47. Clinical presentation of dysarthria at the laryngeal level
Flaccid dysarthria: Voice becomes breathy, and phrases short, ‘cause folds can’t close properly; food may be aspirated (because glottis doesn’t close)
Spastic dysarthria: Voice becomes harsh, strained-strangled, with reduced range of stress and loudness, ‘cause vocal muscles are too tight
Ataxic dysarthria: A coarse tremor of the vocal folds; pitch goes up and down. Air support is also uncoordinated, so there is occasional excessive loudness
Hypokinetic dysarthria: Monopitch because vocal muscles cannot initiate larger movements. Diaphragm does not move fully, so voice is monoloud, with low intensity
Hyperkinetic dysarthia: Voice stoppages and breaks; excessive loudness variation from involuntary diaphragm mvmt.)

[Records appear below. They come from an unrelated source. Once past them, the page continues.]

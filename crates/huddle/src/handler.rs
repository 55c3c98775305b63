//! Per-connection handler: token check and hand-off to the room.
//!
//! Each accepted connection gets its own Tokio task running this handler.
//! The flow is:
//!   1. Read the participant token from the upgrade target's `?token=`
//!   2. Verify it and look up the room it names
//!   3. Attach the connection to the room, which spawns its read and write
//!      tasks and takes over from here
//!
//! A connection that fails step 1 or 2 is closed right away with a reason
//! the client can act on.

use std::sync::Arc;

use huddle_protocol::CloseReason;
use huddle_session::TokenService;
use huddle_transport::{Connection, FrameWriter, WebSocketConnection};

use crate::HuddleError;
use crate::server::ServerState;

/// Handles a single connection from upgrade to hand-off.
pub(crate) async fn handle_connection<T: TokenService>(
    conn: WebSocketConnection,
    state: Arc<ServerState<T>>,
) -> Result<(), HuddleError> {
    let conn_id = conn.id();
    tracing::debug!(%conn_id, "handling new connection");

    let Some(token) = conn.query_param("token").filter(|t| !t.is_empty()) else {
        return refuse(conn, CloseReason::TokenMissing).await;
    };

    let claims = match state.tokens.verify_participant(&token) {
        Ok(claims) => claims,
        Err(e) => {
            tracing::debug!(%conn_id, error = %e, "upgrade token rejected");
            return refuse(conn, CloseReason::TokenInvalid).await;
        }
    };

    let Some(room) = state.registry.get_room(&claims.room_id).await else {
        return refuse(conn, CloseReason::RoomNotExists).await;
    };

    tracing::debug!(
        %conn_id,
        room_id = %claims.room_id,
        participant_id = %claims.participant_id,
        "attaching connection"
    );
    room.attach(claims.participant_id, &claims.username, conn)
        .await;
    Ok(())
}

async fn refuse(conn: WebSocketConnection, reason: CloseReason) -> Result<(), HuddleError> {
    tracing::debug!(conn_id = %conn.id(), %reason, "connection refused");
    let (_, mut writer) = conn.split();
    writer.close(Some(reason.as_str())).await?;
    Ok(())
}
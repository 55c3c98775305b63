//! Error types for the room layer.

use huddle_protocol::ParticipantId;

/// Errors returned by room membership operations.
///
/// Transport failures never show up here: they are handled inside the
/// connection tasks and resolve into participant or room removal.
#[derive(Debug, thiserror::Error)]
pub enum RoomError {
    /// The room already holds `capacity` participants.
    #[error("room is full")]
    RoomFull,

    /// Another participant already uses this username.
    #[error("username {0:?} is taken")]
    UsernameTaken(String),

    /// This session is already a participant of the room.
    #[error("session already joined this room")]
    AlreadyJoined,

    /// This session was banned from the room.
    #[error("session is banned from this room")]
    Banned,

    /// No participant with this id is in the room.
    #[error("participant {0} not found")]
    ParticipantNotFound(ParticipantId),

    /// The room is closing or closed.
    #[error("room is closing")]
    Closing,
}
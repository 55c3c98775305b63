//! Error types for the transport layer.

/// Errors that can occur in the transport layer.
///
/// Inside a room these never reach a caller. The connection tasks log them
/// and let the heartbeat or an explicit `leave` decide what a failure means.
#[derive(Debug, thiserror::Error)]
pub enum TransportError {
    /// The listener could not be bound.
    #[error("cannot bind {addr}: {source}")]
    Bind {
        addr: String,
        #[source]
        source: std::io::Error,
    },

    /// Accepting a TCP connection failed.
    #[error("accept failed: {0}")]
    Accept(#[source] std::io::Error),

    /// The upgrade handshake, or a frame on an upgraded socket, failed.
    #[cfg(feature = "websocket")]
    #[error("websocket error: {0}")]
    WebSocket(#[source] tokio_tungstenite::tungstenite::Error),

    /// The other side is gone: its stream ended without a close frame, or
    /// it dropped its end of the connection.
    #[error("connection closed: {0}")]
    Closed(String),
}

48. MUSCLES OF HEAD TURNING AND SHOULDER SHRUGGING Which cranial nerves supply muscles used for head turning and shoulder shrugging, important for visual scanning and communication?

49. Sensory Motor Head/ shoulders
-- (spinal cord innervates sensory from shoulders and back of head)
XI (Spinal accessory) moves head and shrugs shoulders
We need to turn head both to receive communication effectively and to shake our heads ‘no’
We need to shrug shoulders to communicate, and also to lift arm when communicating via pointing

50. XI: Accessory, spinal accessory
Connects at the spinal cord (spinal root of XI) and medulla (cranial root of XI)

51. Note XI (spinal accessory) and its two roots
Cranial root (from medulla)
Joints X (vagus) and is “accessory” to the functions of X
Spinal (from spinal cord)
Muscles that turn, tilt and thrust head forward
Muscle that shrugs shoulders

52. A more careful look at the muscles that turn head and shrug shoulders
Sternocleidomastoid (#1 on left)
Trapezius (trapezoidal surface muscle in picture on right)

53. Pathology (example of damage to right cranial nerve XI)
Difficulty turning head away from the side of the injured nerve (right sternocleidomastoid turns head to the left)
Drooping shoulder on side of injured nerve
Difficulty with arm movements above the shoulder on the affected side

54. Testing XI Head turning Shoulder shrugging Lift arm above shoulder
Turn head
Turn head to resistance
Shoulder shrugging
Shrug shoulders
Shrug shoulders to resistance
Lift arm above shoulder

55. MINI SELF-TEST Which cranial nerves exit the cranium together, and thus “pattern” when damaged? What functions do these cranial nerves fill, and thus, what functions may be simultaneously affected?